Andrew Schulkind  |  November 30, 2018

That’s the dream, isn’t it? Every marketer has visions of their marketing team and the sales team running toward one another in a sunny field with joyous music swelling as they close in on a smiling embrace.

OK, maybe you don’t take the dream that far, but most of us certainly dream of better coordination and more respect between sales and marketing teams. (And do so at least as often as we have visions of sugar plums dancing in our heads.)

 

Dansolley [CC BY-SA 3.0 (https://creativecommons.org/licenses/by-sa/3.0)], from Wikimedia Commons

image: Dansolley

Content Complements Relationship Building

Unless your sales team is so old-school as to be ossified, they have come to respect (if not fully embrace) the value and importance of content. Sales is still built on relationships, but budgets and schedules are so much tighter than they used to be that it’s harder to get an acceptance to a good old, “let’s have lunch” invitation.

Truly great sales people won’t need to rely solely on content – they have the industry knowledge and relationships to add value to conversations with the client and prospect accounts – but high-value content is now a bigger part of the equation.

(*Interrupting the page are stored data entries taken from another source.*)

//! Read access to ledger state for the indexer.
//!
//! Events only carry identifiers; handlers re-read the current row from the
//! ledger the same way an indexer of a deployed contract would issue view
//! calls after each log.

use {
    async_trait::async_trait,
    stakehub_common::types::{Address, CommunityPool, Stake, Validator},
    stakehub_staking::StakeHub,
    std::sync::Arc,
    tokio::sync::RwLock,
};

#[async_trait]
pub trait LedgerReader: Send + Sync + 'static {
    async fn validator(&self, address: &Address) -> Option<Validator>;

    async fn stake(&self, user: &Address, validator: &Address) -> Option<Stake>;

    async fn community_pool(&self, pool_id: u64) -> Option<CommunityPool>;

    /// Cumulative amount a user has put into a pool
    async fn pool_contribution(&self, pool_id: u64, user: &Address) -> u128;
}

/// Reader over a ledger running in the same process.
#[derive(Clone)]
pub struct LocalLedger {
    hub: Arc<RwLock<StakeHub>>,
}

impl LocalLedger {
    pub fn new(hub: Arc<RwLock<StakeHub>>) -> Self {
        Self { hub }
    }
}

#[async_trait]
impl LedgerReader for LocalLedger {
    async fn validator(&self, address: &Address) -> Option<Validator> {
        self.hub.read().await.validator(address).cloned()
    }

    async fn stake(&self, user: &Address, validator: &Address) -> Option<Stake> {
        self.hub.read().await.get_user_stake(user, validator).cloned()
    }

    async fn community_pool(&self, pool_id: u64) -> Option<CommunityPool> {
        self.hub.read().await.community_pool(pool_id).cloned()
    }

    async fn pool_contribution(&self, pool_id: u64, user: &Address) -> u128 {
        self.hub.read().await.pool_contribution(pool_id, user)
    }
}
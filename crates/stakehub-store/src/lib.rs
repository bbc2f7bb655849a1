//! This is the stakehub-store crate - the relational mirror of ledger state

pub mod error;
pub mod factory;
pub mod memory_store;
pub mod postgres_store;
pub mod traits;
pub mod types;

pub use error::{Result, StoreError};
pub use factory::StakeHubStorageFactory;
pub use memory_store::MemoryStore;
pub use postgres_store::PostgresStore;
pub use traits::{Storage, StorageFactory};
pub use types::{BadgeRecord, NewMessage, PoolRecord, StakeRecord, StakerRecord, UserStakeRecord};
use {
    super::Address,
    serde::{Deserialize, Serialize},
};

/// Static badge catalog.
#[derive(Debug, Clone, Copy, PartialEq, Eq, Hash, PartialOrd, Ord, Serialize, Deserialize)]
#[serde(rename_all = "snake_case")]
pub enum BadgeKind {
    FirstStake,
    LoyalStaker,
    BulkStaker,
    CommunityMember,
    ReferralLeader,
}

impl BadgeKind {
    pub const ALL: [BadgeKind; 5] = [
        BadgeKind::FirstStake,
        BadgeKind::LoyalStaker,
        BadgeKind::BulkStaker,
        BadgeKind::CommunityMember,
        BadgeKind::ReferralLeader,
    ];

    pub fn name(&self) -> &'static str {
        match self {
            BadgeKind::FirstStake => "First Stake",
            BadgeKind::LoyalStaker => "Loyal Staker",
            BadgeKind::BulkStaker => "Bulk Staker",
            BadgeKind::CommunityMember => "Community Member",
            BadgeKind::ReferralLeader => "Referral Leader",
        }
    }

    pub fn description(&self) -> &'static str {
        match self {
            BadgeKind::FirstStake => "Made a first stake",
            BadgeKind::LoyalStaker => "Kept a stake for at least 30 days",
            BadgeKind::BulkStaker => "Staked 1000 tokens in total",
            BadgeKind::CommunityMember => "Contributed to a community pool",
            BadgeKind::ReferralLeader => "Referred at least 5 users",
        }
    }

    pub fn level(&self) -> u8 {
        match self {
            BadgeKind::FirstStake | BadgeKind::CommunityMember => 1,
            BadgeKind::LoyalStaker | BadgeKind::ReferralLeader => 2,
            BadgeKind::BulkStaker => 3,
        }
    }

    /// Catalog lookup by name and level, as emitted in badge events.
    pub fn from_name_level(name: &str, level: u8) -> Option<Self> {
        Self::ALL
            .into_iter()
            .find(|kind| kind.name() == name && kind.level() == level)
    }
}

#[derive(Debug, Clone, PartialEq, Eq, Serialize, Deserialize)]
pub struct UserBadge {
    pub user: Address,
    pub badge: BadgeKind,
    pub earned_at: i64,
}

Content Encourages Conversation

So providing content that answers the big questions your main audience segments are asking is one way to your sales team’s heart. Even better is content that answers the main burning question and leads to related questions that the sales team can answer.

  • How do we implement this?
  • How have others implemented this?
  • Can this be customized to our needs?
  • How long until I can expect to see results?

In other words, for your content to work well for your sales team, it needs to encourage an open-ended conversation rather than yes or no answers.

Keep in mind that this is something different from the content that might be better at attracting your target audience, qualifying them, and building a basic relationship over time as the prospect moves through their buying process to the point where they’re ready for contact with a sales person.

Content Creates Cooperation

Here’s where conversations across departmental lines are critical. They are the ones who can tell you want questions they need the prospects to already have answered and what conversations they (the sales team) most want to have with prospects.

If you can work together on the planning, you’re much more likely to see improved conversions and, of course, happier sales people.